As herbal products are mostly unregulated you need to put in your due diligence to make sure you are buying from a reputable source. As this late 2013 study indicates, the majority of the companies tested were not delivering as promised.
Usually your herbalist will have a good understanding of which sources of herbal products can be trusted. Regulation may not be the solution as industry in general marginalizes herbal solutions. Do not assume the herbs you buy at a health food store are of a good quality. Do your homework.
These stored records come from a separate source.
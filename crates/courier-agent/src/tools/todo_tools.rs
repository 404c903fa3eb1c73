use std::sync::Arc;

use courier_core::types::TodoPriority;
use courier_store::HistoryStore;

use crate::tools::ToolRegistry;

/// Registers the in-core todo tools (`todo_add`, `todo_list`, `todo_complete`)
/// against a chat-scoped store, so the LLM can manage a chat's task list
/// without a separate out-of-process collaborator.
pub fn register_todo_tools(registry: &mut ToolRegistry, store: Arc<HistoryStore>, chat_id: String) {
    let add_store = store.clone();
    let add_chat = chat_id.clone();
    registry.register(
        "todo_add",
        "Add a todo item for this chat. input: {title, due_date?, priority?}",
        serde_json::json!({
            "type": "object",
            "properties": {
                "title": {"type": "string"},
                "due_date": {"type": "string"},
                "priority": {"type": "string", "enum": ["high", "medium", "low"]},
            },
            "required": ["title"],
        }),
        Arc::new(move |input: serde_json::Value| {
            let store = add_store.clone();
            let chat_id = add_chat.clone();
            async move {
                let title = input.get("title").and_then(|v| v.as_str()).ok_or("missing title")?.to_string();
                let due_date = input.get("due_date").and_then(|v| v.as_str()).map(String::from);
                let priority = input
                    .get("priority")
                    .and_then(|v| v.as_str())
                    .and_then(|s| s.parse::<TodoPriority>().ok())
                    .unwrap_or(TodoPriority::Medium);
                let id = store.add_todo(chat_id, title, due_date, priority).await.map_err(|e| e.to_string())?;
                Ok(serde_json::json!({ "id": id }).to_string())
            }
        }),
    );

    let list_store = store.clone();
    let list_chat = chat_id.clone();
    registry.register(
        "todo_list",
        "List todo items for this chat, sorted by priority then due date.",
        serde_json::json!({ "type": "object", "properties": {} }),
        Arc::new(move |_input: serde_json::Value| {
            let store = list_store.clone();
            let chat_id = list_chat.clone();
            async move {
                let items = store.list_todos(chat_id).await.map_err(|e| e.to_string())?;
                serde_json::to_string(&items).map_err(|e| e.to_string())
            }
        }),
    );

    registry.register(
        "todo_complete",
        "Mark a todo item as done. input: {id}",
        serde_json::json!({
            "type": "object",
            "properties": { "id": {"type": "integer"} },
            "required": ["id"],
        }),
        Arc::new(move |input: serde_json::Value| {
            let store = store.clone();
            async move {
                let id = input.get("id").and_then(|v| v.as_i64()).ok_or("missing id")?;
                let found = store.complete_todo(id).await.map_err(|e| e.to_string())?;
                Ok(serde_json::json!({ "completed": found }).to_string())
            }
        }),
    );
}

#[cfg(test)]
mod tests {
    use super::*;

    #[tokio::test]
    async fn todo_tools_round_trip_through_the_registry() {
        let store = Arc::new(HistoryStore::open_in_memory().unwrap());
        let mut registry = ToolRegistry::new();
        register_todo_tools(&mut registry, store, "chat1".to_string());

        let add_out = registry.dispatch("todo_add", serde_json::json!({"title": "buy milk"})).await;
        let parsed: serde_json::Value = serde_json::from_str(&add_out).unwrap();
        let id = parsed["id"].as_i64().unwrap();

        let list_out = registry.dispatch("todo_list", serde_json::json!({})).await;
        assert!(list_out.contains("buy milk"));

        let complete_out = registry.dispatch("todo_complete", serde_json::json!({"id": id})).await;
        assert!(complete_out.contains("\"completed\":true"));
    }
}
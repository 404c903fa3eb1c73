use std::sync::Arc;

use serde::Deserialize;

use crate::tools::ToolRegistry;

/// JSON-RPC 2.0 client for the external knowledge-graph memory backend.
#[derive(Clone)]
pub struct GraphitiMemoryClient {
    client: reqwest::Client,
    base_url: String,
}

impl GraphitiMemoryClient {
    pub fn new(base_url: String) -> Self {
        Self {
            client: reqwest::Client::new(),
            base_url,
        }
    }

    /// Calls `tools/call` with the given tool name and arguments, returning
    /// the concatenated text content of the result.
    pub async fn call_tool(&self, name: &str, arguments: serde_json::Value) -> Result<String, String> {
        let body = serde_json::json!({
            "jsonrpc": "2.0",
            "id": 1,
            "method": "tools/call",
            "params": { "name": name, "arguments": arguments },
        });

        let resp = self
            .client
            .post(format!("{}/rpc", self.base_url))
            .json(&body)
            .send()
            .await
            .map_err(|e| e.to_string())?;

        if !resp.status().is_success() {
            return Err(format!("memory backend returned status {}", resp.status()));
        }

        let parsed: RpcResponse = resp.json().await.map_err(|e| e.to_string())?;
        if let Some(err) = parsed.error {
            return Err(err.message);
        }
        let result = parsed.result.ok_or_else(|| "memory backend returned no result".to_string())?;
        let text = result.content.into_iter().map(|c| c.text).collect::<Vec<_>>().join("\n");
        Ok(text)
    }

    pub async fn get_episodes(&self, chat_id: &str) -> Result<String, String> {
        self.call_tool("get_episodes", serde_json::json!({ "group_id": chat_id })).await
    }

    pub async fn search_memory_facts(&self, chat_id: &str, query: &str) -> Result<String, String> {
        self.call_tool("search_memory_facts", serde_json::json!({ "group_id": chat_id, "query": query })).await
    }

    pub async fn search_nodes(&self, chat_id: &str, query: &str) -> Result<String, String> {
        self.call_tool("search_nodes", serde_json::json!({ "group_id": chat_id, "query": query })).await
    }

    pub async fn add_memory(&self, chat_id: &str, content: &str) -> Result<String, String> {
        self.call_tool("add_memory", serde_json::json!({ "group_id": chat_id, "content": content })).await
    }

    /// Registers the memory-backend tools (`get_episodes`, `search_memory_facts`,
    /// `search_nodes`, `add_memory`) against a chat-scoped group id.
    pub fn register_tools(&self, registry: &mut ToolRegistry, chat_id: String) {
        let client = self.clone();
        let id = chat_id.clone();
        registry.register(
            "get_episodes",
            "List recent memory episodes for this chat.",
            serde_json::json!({ "type": "object", "properties": {} }),
            Arc::new(move |_input: serde_json::Value| {
                let client = client.clone();
                let chat_id = id.clone();
                async move { client.get_episodes(&chat_id).await }
            }),
        );

        let client = self.clone();
        let id = chat_id.clone();
        registry.register(
            "search_memory_facts",
            "Search remembered facts for this chat. input: {query}",
            serde_json::json!({
                "type": "object",
                "properties": { "query": {"type": "string"} },
                "required": ["query"],
            }),
            Arc::new(move |input: serde_json::Value| {
                let client = client.clone();
                let chat_id = id.clone();
                async move {
                    let query = input.get("query").and_then(|v| v.as_str()).ok_or("missing query")?;
                    client.search_memory_facts(&chat_id, query).await
                }
            }),
        );

        let client = self.clone();
        let id = chat_id.clone();
        registry.register(
            "search_nodes",
            "Search remembered entities for this chat. input: {query}",
            serde_json::json!({
                "type": "object",
                "properties": { "query": {"type": "string"} },
                "required": ["query"],
            }),
            Arc::new(move |input: serde_json::Value| {
                let client = client.clone();
                let chat_id = id.clone();
                async move {
                    let query = input.get("query").and_then(|v| v.as_str()).ok_or("missing query")?;
                    client.search_nodes(&chat_id, query).await
                }
            }),
        );

        let client = self.clone();
        registry.register(
            "add_memory",
            "Store a new memory for this chat. input: {content}",
            serde_json::json!({
                "type": "object",
                "properties": { "content": {"type": "string"} },
                "required": ["content"],
            }),
            Arc::new(move |input: serde_json::Value| {
                let client = client.clone();
                let chat_id = chat_id.clone();
                async move {
                    let content = input.get("content").and_then(|v| v.as_str()).ok_or("missing content")?;
                    client.add_memory(&chat_id, content).await
                }
            }),
        );
    }
}

#[derive(Deserialize)]
struct RpcResponse {
    result: Option<RpcResult>,
    error: Option<RpcError>,
}

#[derive(Deserialize)]
struct RpcResult {
    content: Vec<RpcContent>,
}

#[derive(Deserialize)]
struct RpcContent {
    text: String,
}

#[derive(Deserialize)]
struct RpcError {
    message: String,
}

#[cfg(test)]
mod tests {
    use super::*;

    #[test]
    fn rpc_response_parses_result_text() {
        let raw = r#"{"result":{"content":[{"type":"text","text":"hello"}]}}"#;
        let parsed: RpcResponse = serde_json::from_str(raw).unwrap();
        assert_eq!(parsed.result.unwrap().content[0].text, "hello");
    }

    #[test]
    fn rpc_response_parses_error() {
        let raw = r#"{"error":{"code":-1,"message":"boom"}}"#;
        let parsed: RpcResponse = serde_json::from_str(raw).unwrap();
        assert_eq!(parsed.error.unwrap().message, "boom");
    }
}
The University of Guelph press release about the study: http://www.uoguelph.ca/news/2013/10/study_herbal_pr.html
From the press release:
The study, published today in the journal BMC Medicine, used DNA barcoding technology to test 44 herbal products sold by 12 companies. Only two of the companies provided authentic products without substitutions, contaminants or fillers. Overall, nearly 60 per cent of the herbal products contained plant species not listed on the label. Researchers detected product substitution in 32 per cent of the samples. More than 20 per cent of the products included fillers such as rice, soybeans and wheat not listed on the label.
From the study:
Most of the herbal products tested were of poor quality, including considerable product substitution, contamination and use of fillers. These activities dilute the effectiveness of otherwise useful remedies, lowering the perceived value of all related products because of a lack of consumer confidence in them. We suggest that the herbal industry should embrace DNA barcoding for authenticating herbal products through testing of raw materials used in manufacturing products. The use of an SRM DNA herbal barcode library for testing bulk materials could provide a method for ‘best practices? in the manufacturing of herbal products. This would provide consumers with safe, high quality herbal products.